**Work order:**
Among the records that follow, set down only the lines from the one containing "F: Fn(&str, &Value)" to the one containing "pub fn validate(&self, toy: &Toy)", both included, exactly.

**** Data for review ****

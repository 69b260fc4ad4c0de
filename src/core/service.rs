//! Persistence adapter trait for the `toy` resource

use crate::core::error::CatalogResult;
use crate::core::filter::FilterBy;
use crate::core::toy::{Toy, ToyId};
use async_trait::async_trait;

/// Uniform CRUD surface shared by the local mock and the remote HTTP service
///
/// Every method may fail with [`CatalogError::NotFound`] when it targets an
/// unknown id, or with [`CatalogError::Transport`] on network/storage
/// failure. Implementations never retry.
///
/// [`CatalogError::NotFound`]: crate::core::error::CatalogError::NotFound
/// [`CatalogError::Transport`]: crate::core::error::CatalogError::Transport
#[async_trait]
pub trait ToyStore: Send + Sync {
    /// Every toy matching `filter`, already filtered and sorted
    async fn query(&self, filter: &FilterBy) -> CatalogResult<Vec<Toy>>;

    /// Get a toy by ID
    async fn get(&self, id: &ToyId) -> CatalogResult<Toy>;

    /// Persist a new toy. The store assigns the final id and fills
    /// `created_at` when absent.
    async fn create(&self, toy: Toy) -> CatalogResult<Toy>;

    /// Replace an existing toy; `toy.id` must be set and known
    async fn update(&self, toy: Toy) -> CatalogResult<Toy>;

    /// Permanently remove a toy
    async fn delete(&self, id: &ToyId) -> CatalogResult<()>;

    /// Short adapter name used in logs and transport errors
    fn backend_name(&self) -> &'static str;
}
//! The toy entity and its closed label vocabulary
//!
//! Field names and label strings are the wire/storage schema shared with the
//! remote service and must not change.

use crate::core::error::{FieldValidationError, ValidationError};
use chrono::{DateTime, Utc};
use indexmap::IndexSet;
use serde::{Deserialize, Serialize};
use std::fmt;
use std::str::FromStr;

/// Opaque toy identifier, assigned by the persistence layer
#[derive(Debug, Clone, PartialEq, Eq, Hash, PartialOrd, Ord, Serialize, Deserialize)]
#[serde(transparent)]
pub struct ToyId(String);

impl ToyId {
    pub fn new(id: impl Into<String>) -> Self {
        Self(id.into())
    }

    pub fn as_str(&self) -> &str {
        &self.0
    }
}

impl fmt::Display for ToyId {
    fn fmt(&self, f: &mut fmt::Formatter<'_>) -> fmt::Result {
        f.write_str(&self.0)
    }
}

impl From<&str> for ToyId {
    fn from(id: &str) -> Self {
        Self(id.to_string())
    }
}

impl From<String> for ToyId {
    fn from(id: String) -> Self {
        Self(id)
    }
}

/// Category tag, drawn from a fixed vocabulary of eight names
#[derive(Debug, Clone, Copy, PartialEq, Eq, Hash, PartialOrd, Ord, Serialize, Deserialize)]
pub enum Label {
    #[serde(rename = "On wheels")]
    OnWheels,
    #[serde(rename = "Box game")]
    BoxGame,
    Art,
    Baby,
    Doll,
    Puzzle,
    Outdoor,
    #[serde(rename = "Battery Powered")]
    BatteryPowered,
}

impl Label {
    /// The whole vocabulary, in display order
    pub const ALL: [Label; 8] = [
        Label::OnWheels,
        Label::BoxGame,
        Label::Art,
        Label::Baby,
        Label::Doll,
        Label::Puzzle,
        Label::Outdoor,
        Label::BatteryPowered,
    ];

    pub fn as_str(&self) -> &'static str {
        match self {
            Label::OnWheels => "On wheels",
            Label::BoxGame => "Box game",
            Label::Art => "Art",
            Label::Baby => "Baby",
            Label::Doll => "Doll",
            Label::Puzzle => "Puzzle",
            Label::Outdoor => "Outdoor",
            Label::BatteryPowered => "Battery Powered",
        }
    }
}

impl fmt::Display for Label {
    fn fmt(&self, f: &mut fmt::Formatter<'_>) -> fmt::Result {
        f.write_str(self.as_str())
    }
}

impl FromStr for Label {
    type Err = ValidationError;

    fn from_str(s: &str) -> Result<Self, Self::Err> {
        Label::ALL
            .into_iter()
            .find(|label| label.as_str() == s)
            .ok_or_else(|| {
                ValidationError::FieldErrors(vec![FieldValidationError {
                    field: "labels".to_string(),
                    message: format!("'{}' is not a known label", s),
                }])
            })
    }
}

/// One catalog record
#[derive(Debug, Clone, PartialEq, Serialize, Deserialize)]
#[serde(rename_all = "camelCase")]
pub struct Toy {
    #[serde(rename = "_id", default, skip_serializing_if = "Option::is_none")]
    pub id: Option<ToyId>,

    #[serde(default)]
    pub name: String,

    #[serde(
        default,
        deserialize_with = "wire::lenient_price",
        skip_serializing_if = "Option::is_none"
    )]
    pub price: Option<f64>,

    /// Available for purchase. Stock-count payloads are read as `count > 0`.
    #[serde(default, deserialize_with = "wire::lenient_in_stock")]
    pub in_stock: bool,

    #[serde(
        default,
        deserialize_with = "wire::empty_string_as_none",
        skip_serializing_if = "Option::is_none"
    )]
    pub img_url: Option<String>,

    #[serde(default)]
    pub labels: IndexSet<Label>,

    #[serde(
        default,
        deserialize_with = "wire::lenient_timestamp",
        skip_serializing_if = "Option::is_none"
    )]
    pub created_at: Option<DateTime<Utc>>,
}

impl Toy {
    /// An unsaved toy with the given name and price and no labels
    pub fn new(name: impl Into<String>, price: f64) -> Self {
        Self {
            id: None,
            name: name.into(),
            price: Some(price),
            in_stock: true,
            img_url: None,
            labels: IndexSet::new(),
            created_at: None,
        }
    }

    pub fn with_labels(mut self, labels: impl IntoIterator<Item = Label>) -> Self {
        self.labels = labels.into_iter().collect();
        self
    }

    pub fn with_in_stock(mut self, in_stock: bool) -> Self {
        self.in_stock = in_stock;
        self
    }

    /// True when the toy carries at least one of `labels`
    pub fn has_any_label(&self, labels: &IndexSet<Label>) -> bool {
        self.labels.iter().any(|label| labels.contains(label))
    }

    /// True once the persistence layer has assigned an id
    pub fn is_persisted(&self) -> bool {
        self.id.is_some()
    }
}

impl Default for Toy {
    fn default() -> Self {
        Self {
            id: None,
            name: String::new(),
            price: None,
            in_stock: false,
            img_url: None,
            labels: IndexSet::new(),
            created_at: None,
        }
    }
}

/// Tolerant decoders for payloads written by older clients, which store
/// form values verbatim (empty strings, numeric strings, stock counts).
mod wire {
    use chrono::{DateTime, Utc};
    use serde::{Deserialize, Deserializer, de::Error};

    #[derive(Deserialize)]
    #[serde(untagged)]
    enum Scalar {
        Bool(bool),
        Number(f64),
        Text(String),
    }

    pub fn lenient_price<'de, D>(deserializer: D) -> Result<Option<f64>, D::Error>
    where
        D: Deserializer<'de>,
    {
        match Option::<Scalar>::deserialize(deserializer)? {
            None => Ok(None),
            Some(Scalar::Number(n)) => Ok(Some(n)),
            Some(Scalar::Text(s)) if s.trim().is_empty() => Ok(None),
            Some(Scalar::Text(s)) => s
                .trim()
                .parse::<f64>()
                .map(Some)
                .map_err(|_| D::Error::custom(format!("invalid price '{}'", s))),
            Some(Scalar::Bool(b)) => Err(D::Error::custom(format!("invalid price '{}'", b))),
        }
    }

    pub fn lenient_in_stock<'de, D>(deserializer: D) -> Result<bool, D::Error>
    where
        D: Deserializer<'de>,
    {
        match Option::<Scalar>::deserialize(deserializer)? {
            None => Ok(false),
            Some(Scalar::Bool(b)) => Ok(b),
            Some(Scalar::Number(n)) => Ok(n > 0.0),
            Some(Scalar::Text(s)) => match s.as_str() {
                "true" => Ok(true),
                "false" | "" => Ok(false),
                other => Err(D::Error::custom(format!("invalid inStock '{}'", other))),
            },
        }
    }

    pub fn empty_string_as_none<'de, D>(deserializer: D) -> Result<Option<String>, D::Error>
    where
        D: Deserializer<'de>,
    {
        let value = Option::<String>::deserialize(deserializer)?;
        Ok(value.filter(|s| !s.trim().is_empty()))
    }

    pub fn lenient_timestamp<'de, D>(deserializer: D) -> Result<Option<DateTime<Utc>>, D::Error>
    where
        D: Deserializer<'de>,
    {
        match Option::<Scalar>::deserialize(deserializer)? {
            None => Ok(None),
            Some(Scalar::Text(s)) if s.is_empty() => Ok(None),
            Some(Scalar::Text(s)) => DateTime::parse_from_rfc3339(&s)
                .map(|dt| Some(dt.with_timezone(&Utc)))
                .map_err(|e| D::Error::custom(format!("invalid createdAt '{}': {}", s, e))),
            // epoch milliseconds
            Some(Scalar::Number(ms)) => Ok(DateTime::from_timestamp_millis(ms as i64)),
            Some(Scalar::Bool(b)) => Err(D::Error::custom(format!("invalid createdAt '{}'", b))),
        }
    }
}
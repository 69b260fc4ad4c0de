//! In-process HTTP toy backend for remote adapter tests
//!
//! Serves the `toy` resource on an ephemeral port, answering from a
//! `LocalToyStore` so the remote and local adapters share semantics.

use axum::{
    Json, Router,
    extract::{Path, Query, State},
    http::StatusCode,
    response::{IntoResponse, Response},
    routing::get,
};
use mister_toy::core::error::{CatalogError, CatalogResult};
use mister_toy::core::query::ToyQuery;
use mister_toy::core::service::ToyStore;
use mister_toy::core::toy::{Toy, ToyId};
use mister_toy::storage::{HttpToyStore, LocalToyStore};
use serde::Serialize;
use std::sync::Arc;
use std::sync::atomic::{AtomicBool, Ordering};
use std::time::Duration;

#[derive(Clone)]
struct Backend {
    store: LocalToyStore,
    failing_writes: Arc<AtomicBool>,
}

/// Handle to a running backend. The server lives until the test runtime
/// shuts down.
pub struct MockBackend {
    pub base_url: String,
    pub store: LocalToyStore,
    failing_writes: Arc<AtomicBool>,
}

impl MockBackend {
    pub async fn spawn() -> Self {
        Self::spawn_with(LocalToyStore::new()).await
    }

    pub async fn spawn_with(store: LocalToyStore) -> Self {
        let failing_writes = Arc::new(AtomicBool::new(false));
        let backend = Backend {
            store: store.clone(),
            failing_writes: Arc::clone(&failing_writes),
        };

        let app = Router::new()
            .route("/api/toy/", get(list).post(create).put(update))
            .route("/api/toy/{id}", get(get_one).delete(remove))
            .with_state(backend);

        let listener = tokio::net::TcpListener::bind("127.0.0.1:0")
            .await
            .expect("bind ephemeral port");
        let addr = listener.local_addr().expect("local addr");
        tokio::spawn(async move {
            axum::serve(listener, app).await.expect("mock backend");
        });

        Self {
            base_url: format!("http://{}/api/toy/", addr),
            store,
            failing_writes,
        }
    }

    pub fn client(&self) -> HttpToyStore {
        HttpToyStore::new(&self.base_url, Duration::from_secs(5)).expect("http client")
    }

    /// Make POST/PUT/DELETE answer 500 until switched off
    pub fn fail_writes(&self, failing: bool) {
        self.failing_writes.store(failing, Ordering::SeqCst);
    }
}

/// Fresh backend plus a client pointed at it
pub async fn spawn_remote_store() -> HttpToyStore {
    MockBackend::spawn().await.client()
}

fn respond<T: Serialize>(result: CatalogResult<T>) -> Response {
    match result {
        Ok(value) => Json(value).into_response(),
        Err(err) if err.is_not_found() => (StatusCode::NOT_FOUND, err.to_string()).into_response(),
        Err(err @ CatalogError::Validation(_)) => {
            (StatusCode::BAD_REQUEST, err.to_string()).into_response()
        }
        Err(err) => (StatusCode::INTERNAL_SERVER_ERROR, err.to_string()).into_response(),
    }
}

fn simulated_failure(backend: &Backend) -> Option<Response> {
    backend.failing_writes.load(Ordering::SeqCst).then(|| {
        (StatusCode::INTERNAL_SERVER_ERROR, "Simulated failure").into_response()
    })
}

async fn list(
    State(backend): State<Backend>,
    Query(pairs): Query<Vec<(String, String)>>,
) -> Response {
    match ToyQuery::from_pairs(pairs).into_filter() {
        Ok(filter) => respond(backend.store.query(&filter).await),
        Err(err) => (StatusCode::BAD_REQUEST, err.to_string()).into_response(),
    }
}

async fn get_one(State(backend): State<Backend>, Path(id): Path<String>) -> Response {
    respond(backend.store.get(&ToyId::new(id)).await)
}

async fn create(State(backend): State<Backend>, Json(toy): Json<Toy>) -> Response {
    if let Some(failure) = simulated_failure(&backend) {
        return failure;
    }
    respond(backend.store.create(toy).await)
}

async fn update(State(backend): State<Backend>, Json(toy): Json<Toy>) -> Response {
    if let Some(failure) = simulated_failure(&backend) {
        return failure;
    }
    respond(backend.store.update(toy).await)
}

async fn remove(State(backend): State<Backend>, Path(id): Path<String>) -> Response {
    if let Some(failure) = simulated_failure(&backend) {
        return failure;
    }
    respond(backend.store.delete(&ToyId::new(id)).await.map(|()| "Removed"))
}
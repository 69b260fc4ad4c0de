//! Shared test harness for `ToyStore` adapters
//!
//! Provides toy fixtures, the `toy_store_tests!` conformance suite and an
//! in-process HTTP backend for exercising the remote adapter.
//!
//! # Usage
//!
//! From any integration test file in `tests/`:
//! ```rust,ignore
//! #[macro_use]
//! mod storage_harness;
//! use storage_harness::*;
//! ```

#![allow(dead_code, unused_macros)]

#[macro_use]
mod toy_store_tests;

#[cfg(feature = "remote")]
pub mod mock_backend;

use chrono::{DateTime, TimeZone, Utc};
use mister_toy::core::toy::{Label, Toy};

// ---------------------------------------------------------------------------
// Fixtures
// ---------------------------------------------------------------------------

/// A toy without an id, ready to be created
pub fn sample_toy(name: &str, price: f64, in_stock: bool, labels: &[Label]) -> Toy {
    Toy {
        in_stock,
        labels: labels.iter().copied().collect(),
        ..Toy::new(name, price)
    }
}

/// Fixed creation time `days` days after 2024-01-01
pub fn created_on_day(days: i64) -> DateTime<Utc> {
    Utc.with_ymd_and_hms(2024, 1, 1, 0, 0, 0).single().unwrap_or_default()
        + chrono::Duration::days(days)
}

/// Five toys spanning prices, labels, stock and creation times
///
/// | name        | price | stock | labels              | created |
/// |-------------|-------|-------|---------------------|---------|
/// | Teddy Bear  | 120   | yes   | Baby, Doll          | day 3   |
/// | Race Car    | 450   | no    | On wheels, Battery  | day 1   |
/// | Jigsaw      | 80    | yes   | Puzzle, Box game    | day 5   |
/// | Kite        | 60    | yes   | Outdoor             | day 2   |
/// | bear puzzle | 200   | no    | Puzzle              | day 4   |
pub fn sample_catalog() -> Vec<Toy> {
    let rows = [
        ("Teddy Bear", 120.0, true, vec![Label::Baby, Label::Doll], 3),
        (
            "Race Car",
            450.0,
            false,
            vec![Label::OnWheels, Label::BatteryPowered],
            1,
        ),
        ("Jigsaw", 80.0, true, vec![Label::Puzzle, Label::BoxGame], 5),
        ("Kite", 60.0, true, vec![Label::Outdoor], 2),
        ("bear puzzle", 200.0, false, vec![Label::Puzzle], 4),
    ];
    rows.into_iter()
        .map(|(name, price, in_stock, labels, day)| Toy {
            created_at: Some(created_on_day(day)),
            ..sample_toy(name, price, in_stock, &labels)
        })
        .collect()
}

pub fn names(toys: &[Toy]) -> Vec<&str> {
    toys.iter().map(|toy| toy.name.as_str()).collect()
}

// ---------------------------------------------------------------------------
// Assertion helpers
// ---------------------------------------------------------------------------

pub fn assert_names(toys: &[Toy], expected: &[&str]) {
    assert_eq!(
        names(toys),
        expected,
        "Unexpected toys or order: {:?}",
        names(toys)
    );
}

pub fn assert_count<T>(list: &[T], expected: usize) {
    assert_eq!(
        list.len(),
        expected,
        "Expected {} items, got {}",
        expected,
        list.len()
    );
}
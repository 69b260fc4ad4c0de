//! Form-boundary validation for toys
//!
//! Rules are declared per wire field as a list of validators and evaluated
//! against the toy's JSON form, so the messages name the fields the form
//! shows (`name`, `price`, `imgUrl`). All failing fields are reported at
//! once.

pub mod validators;

use crate::core::error::{FieldValidationError, ValidationError};
use crate::core::toy::Toy;
use serde_json::Value;
use validators::FieldValidator;

/// Ordered table of field rules
pub struct ToyValidation {
    rules: Vec<(&'static str, Vec<FieldValidator>)>,
}

impl ToyValidation {
    pub fn new() -> Self {
        Self { rules: Vec::new() }
    }

    /// Append a validator for `field`
    pub fn rule<F>(mut self, field: &'static str, validator: F) -> Self
    where
        F: Fn(&str, &Value) -> Result<(), String> + Send + Sync + 'static,
    {
        match self.rules.iter_mut().find(|(name, _)| *name == field) {
            Some((_, list)) => list.push(Box::new(validator)),
            None => self.rules.push((field, vec![Box::new(validator)])),
        }
        self
    }

    /// Catalog rules: name 2–50 characters, price 1–10000, optional image URL
    pub fn catalog_rules() -> Self {
        Self::new()
            .rule("name", validators::required())
            .rule("name", validators::string_length(2, 50))
            .rule("price", validators::required())
            .rule("price", validators::number_range(1.0, 10000.0))
            .rule("imgUrl", validators::optional_url())
    }

    /// Run every rule; the first failing validator of each field is reported
    pub fn validate(&self, toy: &Toy) -> Result<(), ValidationError> {
        let payload = serde_json::to_value(toy).map_err(|e| ValidationError::InvalidJson {
            message: e.to_string(),
        })?;

        let errors: Vec<FieldValidationError> = self
            .rules
            .iter()
            .filter_map(|(field, validators)| {
                let value = payload.get(*field).unwrap_or(&Value::Null);
                validators
                    .iter()
                    .find_map(|validate| validate(field, value).err())
                    .map(|message| FieldValidationError {
                        field: field.to_string(),
                        message,
                    })
            })
            .collect();

        if errors.is_empty() {
            Ok(())
        } else {
            Err(ValidationError::FieldErrors(errors))
        }
    }
}

impl Default for ToyValidation {
    fn default() -> Self {
        Self::catalog_rules()
    }
}

/// Validate a toy against the catalog rules
pub fn validate_toy(toy: &Toy) -> Result<(), ValidationError> {
    ToyValidation::catalog_rules().validate(toy)
}

#[cfg(test)]
mod tests {
    use super::*;

    #[test]
    fn test_valid_toy_passes() {
        let mut toy = Toy::new("Teddy bear", 120.0);
        toy.img_url = Some("https://cdn.example.com/teddy.png".to_string());
        assert!(validate_toy(&toy).is_ok());
    }

    #[test]
    fn test_every_failing_field_is_reported() {
        let mut toy = Toy::new("T", 0.0);
        toy.img_url = Some("teddy.png".to_string());
        let err = validate_toy(&toy).unwrap_err();
        assert_eq!(err.fields(), vec!["name", "price", "imgUrl"]);
    }

    #[test]
    fn test_missing_fields_report_required() {
        let err = validate_toy(&Toy::default()).unwrap_err();
        match err {
            ValidationError::FieldErrors(errors) => {
                assert_eq!(errors.len(), 2);
                assert_eq!(errors[0].message, "Name is required");
                assert_eq!(errors[1].message, "Price is required");
            }
            other => panic!("unexpected error: {:?}", other),
        }
    }

    #[test]
    fn test_custom_rule_table() {
        let strict = ToyValidation::new().rule("name", validators::string_length(5, 10));
        assert!(strict.validate(&Toy::new("Kite", 1.0)).is_err());
        assert!(strict.validate(&Toy::new("Kites!", 1.0)).is_ok());
    }
}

****

**Result:**
        F: Fn(&str, &Value) -> Result<(), String> + Send + Sync + 'static,
    {
        match self.rules.iter_mut().find(|(name, _)| *name == field) {
            Some((_, list)) => list.push(Box::new(validator)),
            None => self.rules.push((field, vec![Box::new(validator)])),
        }
        self
    }

    /// Catalog rules: name 2–50 characters, price 1–10000, optional image URL
    pub fn catalog_rules() -> Self {
        Self::new()
            .rule("name", validators::required())
            .rule("name", validators::string_length(2, 50))
            .rule("price", validators::required())
            .rule("price", validators::number_range(1.0, 10000.0))
            .rule("imgUrl", validators::optional_url())
    }

    /// Run every rule; the first failing validator of each field is reported
    pub fn validate(&self, toy: &Toy) -> Result<(), ValidationError> {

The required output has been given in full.